(What to do) Your answer must contain each line of the data, copied exactly.

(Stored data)

========

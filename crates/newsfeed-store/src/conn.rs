//! Store Connection Abstraction
//!
//! The data access layer talks to the backing key-value store through the
//! [`StoreConnection`] trait: five single-attempt primitives over a minimal
//! item model. Keeping the seam here lets the same access code run against
//! DynamoDB in production and the in-memory backend in development and tests,
//! and keeps the retry discipline in one place (see [`crate::retry`]) instead
//! of inside every backend.
//!
//! Conditional writes report a failed condition as a *value*
//! ([`WriteOutcome::ConditionFailed`] / [`UpdateOutcome::ConditionFailed`]),
//! not as an error: for a get-or-create handshake the condition failing is a
//! perfectly ordinary answer.

use std::collections::HashMap;

use async_trait::async_trait;

use crate::error::ConnError;

/// Attribute value of a stored item.
#[derive(Debug, Clone, PartialEq, Eq)]
pub enum Value {
    /// String.
    S(String),
    /// Number, held as seconds-since-epoch or similar integral values.
    N(i64),
    /// Binary.
    B(Vec<u8>),
    /// Explicitly null attribute (present, but unset).
    Null,
}

impl Value {
    pub fn as_s(&self) -> Option<&str> {
        match self {
            Value::S(s) => Some(s),
            _ => None,
        }
    }

    pub fn as_n(&self) -> Option<i64> {
        match self {
            Value::N(n) => Some(*n),
            _ => None,
        }
    }

    pub fn as_b(&self) -> Option<&[u8]> {
        match self {
            Value::B(b) => Some(b),
            _ => None,
        }
    }

    pub fn is_null(&self) -> bool {
        matches!(self, Value::Null)
    }
}

/// A stored item: attribute name to value.
pub type Item = HashMap<String, Value>;

/// Precondition attached to a conditional write.
#[derive(Debug, Clone)]
pub enum Guard {
    /// The attribute must not be present on the stored item. Guarding on a
    /// key attribute turns a put into insert-not-replace.
    AttributeNotExists(&'static str),
    /// The attribute must be present and equal to the given value.
    AttributeEquals(&'static str, Value),
}

/// Outcome of a conditional put.
#[derive(Debug, Clone, Copy, PartialEq, Eq)]
pub enum WriteOutcome {
    Applied,
    ConditionFailed,
}

/// Outcome of a conditional update.
#[derive(Debug, Clone)]
pub enum UpdateOutcome {
    /// The update applied; `old` carries the previous values of the updated
    /// attributes (the store's RETURN UPDATED_OLD contract).
    Applied { old: Item },
    ConditionFailed,
}

/// Bound on the binary range key of a query.
#[derive(Debug, Clone)]
pub enum RangeCond {
    /// range key < bound
    Below(Vec<u8>),
    /// range key >= bound
    AtLeast(Vec<u8>),
}

/// A connection to the backing store.
///
/// Every method is a single request attempt; retry and backoff are layered
/// on top by [`crate::retry::with_retry`]. Implementations must be thread
/// safe: a connection is owned by one task at a time while borrowed from the
/// pool, but the pool itself moves connections across tasks freely.
#[async_trait]
pub trait StoreConnection: Send + Sync {
    /// Fetch a single item by its partition key, projecting `attrs`.
    /// Returns `None` when no item matches.
    async fn get_item(
        &self,
        table: &str,
        key: (&'static str, Value),
        attrs: &[&'static str],
    ) -> Result<Option<Item>, ConnError>;

    /// Put an item, optionally guarded. A guarded put whose condition does
    /// not hold reports [`WriteOutcome::ConditionFailed`].
    async fn put_item(
        &self,
        table: &str,
        item: Item,
        guard: Option<Guard>,
    ) -> Result<WriteOutcome, ConnError>;

    /// Apply `assignments` to the item at `key`, optionally guarded, and
    /// return the previous values of the assigned attributes.
    async fn update_item(
        &self,
        table: &str,
        key: (&'static str, Value),
        assignments: Item,
        guard: Option<Guard>,
    ) -> Result<UpdateOutcome, ConnError>;

    /// Range-scan one partition. Items come back in range-key order; an
    /// empty result is not an error.
    async fn query(
        &self,
        table: &str,
        partition: (&'static str, Value),
        range: (&'static str, RangeCond),
    ) -> Result<Vec<Item>, ConnError>;

    /// Delete up to one batch worth of keys (25, the store's batch limit).
    /// Returns how many deletions the store left unprocessed.
    async fn batch_delete(&self, table: &str, keys: Vec<Item>) -> Result<usize, ConnError>;
}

========

(Completed task)
filename crates/newsfeed-store/src/conn.rs
//! Store Connection Abstraction
//!
//! The data access layer talks to the backing key-value store through the
//! [`StoreConnection`] trait: five single-attempt primitives over a minimal
//! item model. Keeping the seam here lets the same access code run against
//! DynamoDB in production and the in-memory backend in development and tests,
//! and keeps the retry discipline in one place (see [`crate::retry`]) instead
//! of inside every backend.
//!
//! Conditional writes report a failed condition as a *value*
//! ([`WriteOutcome::ConditionFailed`] / [`UpdateOutcome::ConditionFailed`]),
//! not as an error: for a get-or-create handshake the condition failing is a
//! perfectly ordinary answer.

use std::collections::HashMap;

use async_trait::async_trait;

use crate::error::ConnError;

/// Attribute value of a stored item.
#[derive(Debug, Clone, PartialEq, Eq)]
pub enum Value {
    /// String.
    S(String),
    /// Number, held as seconds-since-epoch or similar integral values.
    N(i64),
    /// Binary.
    B(Vec<u8>),
    /// Explicitly null attribute (present, but unset).
    Null,
}

impl Value {
    pub fn as_s(&self) -> Option<&str> {
        match self {
            Value::S(s) => Some(s),
            _ => None,
        }
    }

    pub fn as_n(&self) -> Option<i64> {
        match self {
            Value::N(n) => Some(*n),
            _ => None,
        }
    }

    pub fn as_b(&self) -> Option<&[u8]> {
        match self {
            Value::B(b) => Some(b),
            _ => None,
        }
    }

    pub fn is_null(&self) -> bool {
        matches!(self, Value::Null)
    }
}

/// A stored item: attribute name to value.
pub type Item = HashMap<String, Value>;

/// Precondition attached to a conditional write.
#[derive(Debug, Clone)]
pub enum Guard {
    /// The attribute must not be present on the stored item. Guarding on a
    /// key attribute turns a put into insert-not-replace.
    AttributeNotExists(&'static str),
    /// The attribute must be present and equal to the given value.
    AttributeEquals(&'static str, Value),
}

/// Outcome of a conditional put.
#[derive(Debug, Clone, Copy, PartialEq, Eq)]
pub enum WriteOutcome {
    Applied,
    ConditionFailed,
}

/// Outcome of a conditional update.
#[derive(Debug, Clone)]
pub enum UpdateOutcome {
    /// The update applied; `old` carries the previous values of the updated
    /// attributes (the store's RETURN UPDATED_OLD contract).
    Applied { old: Item },
    ConditionFailed,
}

/// Bound on the binary range key of a query.
#[derive(Debug, Clone)]
pub enum RangeCond {
    /// range key < bound
    Below(Vec<u8>),
    /// range key >= bound
    AtLeast(Vec<u8>),
}

/// A connection to the backing store.
///
/// Every method is a single request attempt; retry and backoff are layered
/// on top by [`crate::retry::with_retry`]. Implementations must be thread
/// safe: a connection is owned by one task at a time while borrowed from the
/// pool, but the pool itself moves connections across tasks freely.
#[async_trait]
pub trait StoreConnection: Send + Sync {
    /// Fetch a single item by its partition key, projecting `attrs`.
    /// Returns `None` when no item matches.
    async fn get_item(
        &self,
        table: &str,
        key: (&'static str, Value),
        attrs: &[&'static str],
    ) -> Result<Option<Item>, ConnError>;

    /// Put an item, optionally guarded. A guarded put whose condition does
    /// not hold reports [`WriteOutcome::ConditionFailed`].
    async fn put_item(
        &self,
        table: &str,
        item: Item,
        guard: Option<Guard>,
    ) -> Result<WriteOutcome, ConnError>;

    /// Apply `assignments` to the item at `key`, optionally guarded, and
    /// return the previous values of the assigned attributes.
    async fn update_item(
        &self,
        table: &str,
        key: (&'static str, Value),
        assignments: Item,
        guard: Option<Guard>,
    ) -> Result<UpdateOutcome, ConnError>;

    /// Range-scan one partition. Items come back in range-key order; an
    /// empty result is not an error.
    async fn query(
        &self,
        table: &str,
        partition: (&'static str, Value),
        range: (&'static str, RangeCond),
    ) -> Result<Vec<Item>, ConnError>;

    /// Delete up to one batch worth of keys (25, the store's batch limit).
    /// Returns how many deletions the store left unprocessed.
    async fn batch_delete(&self, table: &str, keys: Vec<Item>) -> Result<usize, ConnError>;
}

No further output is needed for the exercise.